La période est apparemment au blanchissement de certaines figures de l’antisémitisme français, dont on nous explique qu’il y a urgence à rééditer leurs oeuvres – alors que bon nombre de livres de résistants et de témoins critiques de l’époque sont depuis longtemps épuisés.

Comme elle est souvent adoucie, voici la vision réelle de Charles Maurras sur les Juifs – ces textes ayant été omis de l’anthologie du « poète et philosophe » (peut-être car elle a été appelée « L’avenir de l’intelligence » ?)… (source)

  1. Le Programme Antijuif de Charles Maurras (1911)
  2. Maurras contre le « juge juif »
  3. Maurras pendant l’Occupation
  4. La présentation faite par le biographe Olivier Dard (1/2)
  5. Pour approfondir
  6. Annexe : le Programme Antijuif de Maurras de 1911-1913

I. Le Programme Antijuif de Charles Maurras (1911)

Nous vous proposons ces quelques textes de Charles Maurras, parus dans l’Action Française (AF) en 1911-1913, pour que personne n’oublie quelle était vraiment sa vision. Nous publions les articles en texte intégral en annexe.

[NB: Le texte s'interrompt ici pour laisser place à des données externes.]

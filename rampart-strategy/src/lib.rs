//! Decision policies driving the execution loop.
//!
//! A policy sees one account at a time and answers with a single [`Action`]. Risk controls are
//! applied afterwards by the session, so a policy may happily ask to buy on a halted account;
//! the entry is simply suppressed.

use std::collections::VecDeque;
use std::sync::Arc;

use rampart_broker::SignalProvider;
use rampart_core::{Action, Price, Quantity};
use serde::{Deserialize, Serialize};
use thiserror::Error;

/// Result alias used within policy implementations.
pub type StrategyResult<T> = Result<T, StrategyError>;

#[derive(Debug, Error, PartialEq)]
pub enum StrategyError {
    /// Not enough history yet; the session treats this as HOLD.
    #[error("policy not ready: {0}")]
    NotReady(String),
    /// Raised when user-provided configuration is invalid.
    #[error("invalid parameter: {0}")]
    InvalidParameter(String),
}

/// What a policy may inspect when deciding for one account.
#[derive(Clone, Copy, Debug)]
pub struct DecisionContext<'a> {
    pub account_id: &'a str,
    pub step: usize,
    pub symbol: &'a str,
    /// Closes observed so far, the current price last.
    pub closes: &'a [Price],
    pub shares_held: Quantity,
    pub halted: bool,
}

impl DecisionContext<'_> {
    #[must_use]
    pub fn price(&self) -> Option<Price> {
        self.closes.last().copied()
    }

    #[must_use]
    pub fn is_flat(&self) -> bool {
        self.shares_held <= 0.0
    }
}

/// Per-account decision maker.
pub trait DecisionPolicy: Send + Sync {
    /// Human-friendly identifier used in logs and the ledger.
    fn name(&self) -> &str;

    fn decide(&mut self, ctx: &DecisionContext<'_>) -> StrategyResult<Action>;
}

/// Replays a fixed sequence of actions, then holds.
#[derive(Clone, Debug, Default)]
pub struct ScriptedPolicy {
    actions: VecDeque<Action>,
}

impl ScriptedPolicy {
    pub fn new(actions: impl IntoIterator<Item = Action>) -> Self {
        Self {
            actions: actions.into_iter().collect(),
        }
    }

    /// Build from the `0 = sell, 1 = hold, 2 = buy` encoding.
    pub fn from_indices(indices: &[u8]) -> StrategyResult<Self> {
        indices
            .iter()
            .map(|index| {
                Action::from_index(*index).ok_or_else(|| {
                    StrategyError::InvalidParameter(format!("unknown action index {index}"))
                })
            })
            .collect::<StrategyResult<Vec<_>>>()
            .map(Self::new)
    }

    #[must_use]
    pub fn remaining(&self) -> usize {
        self.actions.len()
    }
}

impl DecisionPolicy for ScriptedPolicy {
    fn name(&self) -> &str {
        "scripted"
    }

    fn decide(&mut self, _ctx: &DecisionContext<'_>) -> StrategyResult<Action> {
        Ok(self.actions.pop_front().unwrap_or(Action::Hold))
    }
}

#[derive(Clone, Copy, Debug, Deserialize, PartialEq, Serialize)]
pub struct SmaCrossConfig {
    pub fast_period: usize,
    pub slow_period: usize,
}

impl Default for SmaCrossConfig {
    fn default() -> Self {
        Self {
            fast_period: 5,
            slow_period: 20,
        }
    }
}

/// Moving-average crossover: BUY on a golden cross, SELL on a death cross.
#[derive(Clone, Debug)]
pub struct SmaCross {
    cfg: SmaCrossConfig,
}

impl SmaCross {
    pub fn new(cfg: SmaCrossConfig) -> StrategyResult<Self> {
        if cfg.fast_period == 0 || cfg.slow_period == 0 {
            return Err(StrategyError::InvalidParameter(
                "period must be greater than zero".into(),
            ));
        }
        if cfg.fast_period >= cfg.slow_period {
            return Err(StrategyError::InvalidParameter(format!(
                "fast period {} must be shorter than slow period {}",
                cfg.fast_period, cfg.slow_period
            )));
        }
        Ok(Self { cfg })
    }

    fn sma(closes: &[Price], period: usize) -> Price {
        closes[closes.len() - period..].iter().sum::<Price>() / period as f64
    }
}

impl DecisionPolicy for SmaCross {
    fn name(&self) -> &str {
        "sma-cross"
    }

    fn decide(&mut self, ctx: &DecisionContext<'_>) -> StrategyResult<Action> {
        let needed = self.cfg.slow_period + 1;
        if ctx.closes.len() < needed {
            return Err(StrategyError::NotReady(format!(
                "need {needed} closes, have {}",
                ctx.closes.len()
            )));
        }
        let previous = &ctx.closes[..ctx.closes.len() - 1];
        let fast_prev = Self::sma(previous, self.cfg.fast_period);
        let slow_prev = Self::sma(previous, self.cfg.slow_period);
        let fast_last = Self::sma(ctx.closes, self.cfg.fast_period);
        let slow_last = Self::sma(ctx.closes, self.cfg.slow_period);

        let action = if fast_prev <= slow_prev && fast_last > slow_last {
            Action::Buy
        } else if fast_prev >= slow_prev && fast_last < slow_last {
            Action::Sell
        } else {
            Action::Hold
        };
        Ok(action)
    }
}

/// Enters on the positive-trend condition used by pair selection and exits when it breaks.
pub struct SignalPolicy {
    signals: Arc<dyn SignalProvider>,
    rsi_floor: f64,
}

impl SignalPolicy {
    pub fn new(signals: Arc<dyn SignalProvider>, rsi_floor: f64) -> Self {
        Self { signals, rsi_floor }
    }
}

impl DecisionPolicy for SignalPolicy {
    fn name(&self) -> &str {
        "signal"
    }

    fn decide(&mut self, ctx: &DecisionContext<'_>) -> StrategyResult<Action> {
        let values = self.signals.indicators(ctx.closes).ok_or_else(|| {
            StrategyError::NotReady(format!("no indicators for {} closes", ctx.closes.len()))
        })?;
        let trending = values.rsi > self.rsi_floor && values.macd > values.macd_signal;
        let action = match (ctx.is_flat(), trending) {
            (true, true) => Action::Buy,
            (false, false) => Action::Sell,
            _ => Action::Hold,
        };
        Ok(action)
    }
}

#[cfg(test)]
mod tests {
    use super::*;
    use rampart_core::IndicatorValues;
    use rampart_test_utils::FixedSignalProvider;

    fn ctx(closes: &[Price], shares_held: Quantity) -> DecisionContext<'_> {
        DecisionContext {
            account_id: "danny",
            step: closes.len(),
            symbol: "BTC/EUR",
            closes,
            shares_held,
            halted: false,
        }
    }

    #[test]
    fn scripted_policy_replays_then_holds() {
        let mut policy = ScriptedPolicy::from_indices(&[2, 0]).unwrap();
        assert_eq!(policy.decide(&ctx(&[1.0], 0.0)), Ok(Action::Buy));
        assert_eq!(policy.decide(&ctx(&[1.0], 0.0)), Ok(Action::Sell));
        assert_eq!(policy.decide(&ctx(&[1.0], 0.0)), Ok(Action::Hold));
        assert!(ScriptedPolicy::from_indices(&[3]).is_err());
    }

    #[test]
    fn sma_cross_detects_crossings() {
        let mut policy = SmaCross::new(SmaCrossConfig {
            fast_period: 2,
            slow_period: 4,
        })
        .unwrap();
        assert!(matches!(
            policy.decide(&ctx(&[5.0, 5.0, 5.0, 5.0], 0.0)),
            Err(StrategyError::NotReady(_))
        ));
        assert_eq!(
            policy.decide(&ctx(&[5.0, 5.0, 5.0, 5.0, 5.0, 6.0], 0.0)),
            Ok(Action::Buy)
        );
        assert_eq!(
            policy.decide(&ctx(&[5.0, 5.0, 5.0, 5.0, 5.0, 6.0, 3.0], 1.0)),
            Ok(Action::Sell)
        );
        assert_eq!(
            policy.decide(&ctx(&[5.0, 5.0, 5.0, 5.0, 5.0], 0.0)),
            Ok(Action::Hold)
        );
    }

    #[test]
    fn sma_cross_rejects_inverted_periods() {
        assert!(SmaCross::new(SmaCrossConfig {
            fast_period: 10,
            slow_period: 5,
        })
        .is_err());
    }

    #[test]
    fn signal_policy_follows_trend() {
        let mut bullish = SignalPolicy::new(Arc::new(FixedSignalProvider::bullish()), 50.0);
        assert_eq!(bullish.decide(&ctx(&[1.0, 2.0], 0.0)), Ok(Action::Buy));
        assert_eq!(bullish.decide(&ctx(&[1.0, 2.0], 3.0)), Ok(Action::Hold));

        let bearish = FixedSignalProvider {
            values: Some(IndicatorValues {
                rsi: 40.0,
                macd: -1.0,
                macd_signal: 0.0,
            }),
            ..FixedSignalProvider::default()
        };
        let mut bearish = SignalPolicy::new(Arc::new(bearish), 50.0);
        assert_eq!(bearish.decide(&ctx(&[1.0, 2.0], 3.0)), Ok(Action::Sell));
        assert_eq!(bearish.decide(&ctx(&[1.0, 2.0], 0.0)), Ok(Action::Hold));
        assert!(bearish.decide(&ctx(&[], 0.0)).is_err());
    }
}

II. Maurras contre le « juge juif »

En décembre 1912, un banquet de la ligue à Versailles est perturbé par des contre-manifestants. La police intervient ; Maurras s’interpose. Accusé d’avoir violemment agressé un policier, il est inculpé puis condamné par le tribunal correctionnel de Versailles, présidé par le juge Worms. Cette peine sera finalement relevée en octobre 1913.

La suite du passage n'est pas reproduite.